### [WHAT YOU NEED TO DO]
What do the lines say from the start of the entries through the one containing "use std::path::Path;"? Repeat them exactly.

Collected data entries:
//! In-memory platform used by the unit tests.

use crate::synapse::{Synapse, SynapseError, SynapseResult};
use crate::{
    AccessControlList, Challenge, Entity, Evaluation, QueryPage, QueryRow, Submission,
    SubmissionBundle, SubmissionState, SubmissionStatus, Team, UserProfile, WikiHeader, WikiPage,
};
use serde_json::json;
use std::cell::{Cell, RefCell};
use std::collections::HashMap;
use std::fs;
use std::path::Path;

#[derive(Debug, Clone, PartialEq)]
pub struct SentMessage {
    pub recipients: Vec<String>,
    pub subject: String,
    pub body: String,
}

/// A query table: column headers and rows of optional values.
#[derive(Debug, Clone, Default)]
pub struct FakeTable {
    pub headers: Vec<String>,
    pub rows: Vec<Vec<Option<String>>>,
}

#[derive(Default)]
pub struct FakeSynapse {
    pub me: UserProfile,
    pub profiles: RefCell<HashMap<String, UserProfile>>,
    pub user_names: RefCell<HashMap<String, String>>,
    pub teams: RefCell<HashMap<String, Team>>,
    pub entities: RefCell<HashMap<String, Entity>>,
    pub evaluations: RefCell<HashMap<String, Evaluation>>,
    pub submissions: RefCell<HashMap<String, Submission>>,
    pub statuses: RefCell<HashMap<String, SubmissionStatus>>,
    pub entity_acls: RefCell<HashMap<String, AccessControlList>>,
    pub evaluation_acls: RefCell<HashMap<String, AccessControlList>>,
    pub wikis: RefCell<HashMap<String, Vec<WikiPage>>>,
    pub tables: RefCell<HashMap<String, FakeTable>>,
    pub challenges: RefCell<Vec<Challenge>>,

    pub sent: RefCell<Vec<SentMessage>>,
    pub queries: RefCell<Vec<String>>,
    pub copies: RefCell<Vec<(String, String)>>,
    pub bundle_calls: RefCell<Vec<(String, SubmissionState)>>,
    pub stored_statuses: RefCell<Vec<SubmissionStatus>>,
    pub fail_store_status: Cell<bool>,
    pub panic_on_bundles: Cell<bool>,
    next_id: Cell<u64>,
}

impl FakeSynapse {
    pub fn new() -> Self {
        FakeSynapse {
            me: UserProfile {
                owner_id: "3000".to_string(),
                user_name: "admin".to_string(),
                ..Default::default()
            },
            next_id: Cell::new(1000),
            ..Default::default()
        }
    }

    pub fn fresh_id(&self, prefix: &str) -> String {
        let id = self.next_id.get();
        self.next_id.set(id + 1);
        format!("{prefix}{id}")
    }

    pub fn add_profile(&self, owner_id: &str, user_name: &str, first: Option<&str>, last: Option<&str>) {
        self.profiles.borrow_mut().insert(
            owner_id.to_string(),
            UserProfile {
                owner_id: owner_id.to_string(),
                user_name: user_name.to_string(),
                first_name: first.map(str::to_string),
                last_name: last.map(str::to_string),
            },
        );
        self.user_names
            .borrow_mut()
            .insert(user_name.to_string(), owner_id.to_string());
    }

    pub fn add_team(&self, id: &str, name: &str) {
        self.teams.borrow_mut().insert(
            id.to_string(),
            Team {
                id: Some(id.to_string()),
                name: name.to_string(),
                ..Default::default()
            },
        );
    }

    pub fn add_entity(&self, entity: Entity) {
        if let Some(id) = entity.id.clone() {
            self.entities.borrow_mut().insert(id, entity);
        }
    }

    pub fn add_evaluation(&self, id: &str, name: &str, content_source: &str) {
        self.evaluations.borrow_mut().insert(
            id.to_string(),
            Evaluation {
                id: id.to_string(),
                name: name.to_string(),
                content_source: content_source.to_string(),
                ..Default::default()
            },
        );
    }

    /// Register a submission of a file entity along with its status.
    pub fn add_submission(&self, submission: Submission, state: SubmissionState) {
        let status = SubmissionStatus::new(&submission.id, state);
        self.statuses
            .borrow_mut()
            .insert(submission.id.clone(), status);
        self.submissions
            .borrow_mut()
            .insert(submission.id.clone(), submission);
    }

    pub fn status_of(&self, submission_id: &str) -> Option<SubmissionStatus> {
        self.statuses.borrow().get(submission_id).cloned()
    }

    pub fn sent_messages(&self) -> Vec<SentMessage> {
        self.sent.borrow().clone()
    }
}

/// A file submission whose entity bundle names `file_name`.
pub fn file_submission(id: &str, user_id: &str, evaluation_id: &str, file_name: &str) -> Submission {
    let bundle = json!({
        "entity": {
            "id": "syn222",
            "name": "prediction",
            "concreteType": crate::FILE_TYPE,
            "versionNumber": 2
        },
        "fileHandles": [{"id": "77", "fileName": file_name}]
    });
    Submission {
        id: id.to_string(),
        user_id: user_id.to_string(),
        evaluation_id: evaluation_id.to_string(),
        entity_id: "syn222".to_string(),
        version_number: Some(2),
        name: Some(format!("submission {id}")),
        entity_bundle_json: Some(bundle.to_string()),
        ..Default::default()
    }
}

/// A Docker submission without any file.
pub fn docker_submission(id: &str, user_id: &str, evaluation_id: &str) -> Submission {
    Submission {
        id: id.to_string(),
        user_id: user_id.to_string(),
        evaluation_id: evaluation_id.to_string(),
        entity_id: "syn333".to_string(),
        version_number: Some(1),
        docker_repository_name: Some("docker.synapse.org/syn333/model".to_string()),
        docker_digest: Some("sha256:abc".to_string()),
        ..Default::default()
    }
}

fn not_found(what: &str) -> SynapseError {
    SynapseError::Http {
        status: 404,
        message: format!("{what} not found"),
    }
}

/// Pull `limit N offset M` out of query text.
fn paging(query: &str) -> (usize, usize) {
    let words: Vec<&str> = query.split_whitespace().collect();
    let find = |name: &str| {
        words
            .iter()
            .position(|w| w.eq_ignore_ascii_case(name))
            .and_then(|i| words.get(i + 1))
            .and_then(|v| v.parse().ok())
    };
    (find("limit").unwrap_or(usize::MAX), find("offset").unwrap_or(0))
}

impl Synapse for FakeSynapse {
    fn own_profile(&self) -> SynapseResult<UserProfile> {
        Ok(self.me.clone())
    }

    fn user_profile(&self, user_id: &str) -> SynapseResult<UserProfile> {
        self.profiles
            .borrow()
            .get(user_id)
            .cloned()
            .ok_or_else(|| not_found("profile"))
    }

    fn principal_id_for_user_name(&self, user_name: &str) -> SynapseResult<Option<String>> {
        Ok(self.user_names.borrow().get(user_name).cloned())
    }

    fn team(&self, team_id: &str) -> SynapseResult<Team> {
        self.teams
            .borrow()
            .get(team_id)
            .cloned()
            .ok_or_else(|| not_found("team"))
    }

    fn team_by_name(&self, name: &str) -> SynapseResult<Option<Team>> {
        Ok(self.teams.borrow().values().find(|t| t.name == name).cloned())
    }

    fn create_team(&self, team: &Team) -> SynapseResult<Team> {
        let mut created = team.clone();
        let id = self.fresh_id("");
        created.id = Some(id.clone());
        self.teams.borrow_mut().insert(id, created.clone());
        Ok(created)
    }

    fn get_entity(&self, entity_id: &str) -> SynapseResult<Entity> {
        self.entities
            .borrow()
            .get(entity_id)
            .cloned()
            .ok_or_else(|| not_found("entity"))
    }

    fn create_entity(&self, entity: &Entity) -> SynapseResult<Entity> {
        let mut created = entity.clone();
        let id = self.fresh_id("syn");
        created.id = Some(id.clone());
        self.entities.borrow_mut().insert(id, created.clone());
        Ok(created)
    }

    fn copy_entity_contents(&self, source_id: &str, destination_id: &str) -> SynapseResult<()> {
        self.copies
            .borrow_mut()
            .push((source_id.to_string(), destination_id.to_string()));
        Ok(())
    }

    fn entity_acl(&self, entity_id: &str) -> SynapseResult<AccessControlList> {
        Ok(self
            .entity_acls
            .borrow()
            .get(entity_id)
            .cloned()
            .unwrap_or_else(|| AccessControlList {
                id: entity_id.to_string(),
                ..Default::default()
            }))
    }

    fn store_entity_acl(&self, acl: &AccessControlList) -> SynapseResult<AccessControlList> {
        self.entity_acls
            .borrow_mut()
            .insert(acl.id.clone(), acl.clone());
        Ok(acl.clone())
    }

    fn get_evaluation(&self, evaluation_id: &str) -> SynapseResult<Evaluation> {
        self.evaluations
            .borrow()
            .get(evaluation_id)
            .cloned()
            .ok_or_else(|| not_found("evaluation"))
    }

    fn store_evaluation(&self, evaluation: &Evaluation) -> SynapseResult<Evaluation> {
        self.evaluations
            .borrow_mut()
            .insert(evaluation.id.clone(), evaluation.clone());
        Ok(evaluation.clone())
    }

    fn evaluations_for_project(&self, project_id: &str) -> SynapseResult<Vec<Evaluation>> {
        let mut found: Vec<Evaluation> = self
            .evaluations
            .borrow()
            .values()
            .filter(|e| e.content_source == project_id)
            .cloned()
            .collect();
        found.sort_by(|a, b| a.id.cmp(&b.id));
        Ok(found)
    }

    fn evaluation_acl(&self, evaluation_id: &str) -> SynapseResult<AccessControlList> {
        Ok(self
            .evaluation_acls
            .borrow()
            .get(evaluation_id)
            .cloned()
            .unwrap_or_else(|| AccessControlList {
                id: evaluation_id.to_string(),
                etag: Some("etag".to_string()),
                ..Default::default()
            }))
    }

    fn store_evaluation_acl(&self, acl: &AccessControlList) -> SynapseResult<AccessControlList> {
        self.evaluation_acls
            .borrow_mut()
            .insert(acl.id.clone(), acl.clone());
        Ok(acl.clone())
    }

    fn submission_bundles(
        &self,
        evaluation_id: &str,
        status: SubmissionState,
    ) -> SynapseResult<Vec<SubmissionBundle>> {
        assert!(!self.panic_on_bundles.get(), "bundle listing blew up");
        self.bundle_calls
            .borrow_mut()
            .push((evaluation_id.to_string(), status));
        let statuses = self.statuses.borrow();
        let mut bundles: Vec<SubmissionBundle> = self
            .submissions
            .borrow()
            .values()
            .filter(|s| s.evaluation_id == evaluation_id)
            .filter_map(|s| {
                statuses
                    .get(&s.id)
                    .filter(|st| st.status == status)
                    .map(|st| SubmissionBundle {
                        submission: s.clone(),
                        submission_status: st.clone(),
                    })
            })
            .collect();
        bundles.sort_by(|a, b| a.submission.id.cmp(&b.submission.id));
        Ok(bundles)
    }

    fn get_submission(
        &self,
        submission_id: &str,
        download_location: Option<&Path>,
    ) -> SynapseResult<Submission> {
        let mut submission = self
            .submissions
            .borrow()
            .get(submission_id)
            .cloned()
            .ok_or_else(|| not_found("submission"))?;
        if let Some(location) = download_location
            && !submission.is_docker()
        {
            let path = location.join(format!("submission-{submission_id}"));
            if location.is_dir() {
                fs::write(&path, "prediction")?;
            }
            submission.file_path = Some(path);
        }
        Ok(submission)
    }

    fn submission_status(&self, submission_id: &str) -> SynapseResult<SubmissionStatus> {
        self.status_of(submission_id)
            .ok_or_else(|| not_found("submission status"))
    }

    fn store_submission_status(
        &self,
        status: &SubmissionStatus,
    ) -> SynapseResult<SubmissionStatus> {
        if self.fail_store_status.get() {
            return Err(SynapseError::Http {
                status: 412,
                message: "etag mismatch".to_string(),
            });
        }
        self.stored_statuses.borrow_mut().push(status.clone());
        self.statuses
            .borrow_mut()
            .insert(status.id.clone(), status.clone());
        Ok(status.clone())
    }

    fn query_page(&self, query: &str) -> SynapseResult<QueryPage> {
        self.queries.borrow_mut().push(query.to_string());
        let tables = self.tables.borrow();
        let table = query
            .split_whitespace()
            .find_map(|word| tables.get(word))
            .ok_or_else(|| not_found("evaluation"))?;
        let (limit, offset) = paging(query);
        let rows = table
            .rows
            .iter()
            .skip(offset)
            .take(limit)
            .map(|values| QueryRow {
                values: values.clone(),
            })
            .collect();
        Ok(QueryPage {
            total_number_of_results: i64::try_from(table.rows.len()).unwrap_or(i64::MAX),
            headers: table.headers.clone(),
            rows,
        })
    }

    fn wiki_headers(&self, owner_id: &str) -> SynapseResult<Vec<WikiHeader>> {
        Ok(self
            .wikis
            .borrow()
            .get(owner_id)
            .map(|pages| {
                pages
                    .iter()
                    .map(|p| WikiHeader {
                        id: p.id.clone().unwrap_or_default(),
                        title: p.title.clone(),
                        parent_id: p.parent_wiki_id.clone(),
                    })
                    .collect()
            })
            .unwrap_or_default())
    }

    fn get_wiki(&self, owner_id: &str, wiki_id: &str) -> SynapseResult<WikiPage> {
        self.wikis
            .borrow()
            .get(owner_id)
            .and_then(|pages| pages.iter().find(|p| p.id.as_deref() == Some(wiki_id)).cloned())
            .ok_or_else(|| not_found("wiki"))
    }

    fn store_wiki(&self, owner_id: &str, wiki: &WikiPage) -> SynapseResult<WikiPage> {
        let mut wikis = self.wikis.borrow_mut();
        let pages = wikis.entry(owner_id.to_string()).or_default();
        match pages.iter_mut().find(|p| p.id == wiki.id) {
            Some(existing) => *existing = wiki.clone(),
            None => pages.push(wiki.clone()),
        }
        Ok(wiki.clone())
    }

    fn create_challenge(
        &self,
        project_id: &str,
        participant_team_id: &str,
    ) -> SynapseResult<Challenge> {
        let challenge = Challenge {
            id: Some(self.fresh_id("")),
            project_id: project_id.to_string(),
            participant_team_id: participant_team_id.to_string(),
            etag: None,
        };
        self.challenges.borrow_mut().push(challenge.clone());
        Ok(challenge)
    }

    fn send_message(&self, recipients: &[String], subject: &str, body: &str) -> SynapseResult<()> {
        self.sent.borrow_mut().push(SentMessage {
            recipients: recipients.to_vec(),
            subject: subject.to_string(),
            body: body.to_string(),
        });
        Ok(())
    }
}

### [EXERCISE OUTPUT]
//! In-memory platform used by the unit tests.

use crate::synapse::{Synapse, SynapseError, SynapseResult};
use crate::{
    AccessControlList, Challenge, Entity, Evaluation, QueryPage, QueryRow, Submission,
    SubmissionBundle, SubmissionState, SubmissionStatus, Team, UserProfile, WikiHeader, WikiPage,
};
use serde_json::json;
use std::cell::{Cell, RefCell};
use std::collections::HashMap;
use std::fs;
use std::path::Path;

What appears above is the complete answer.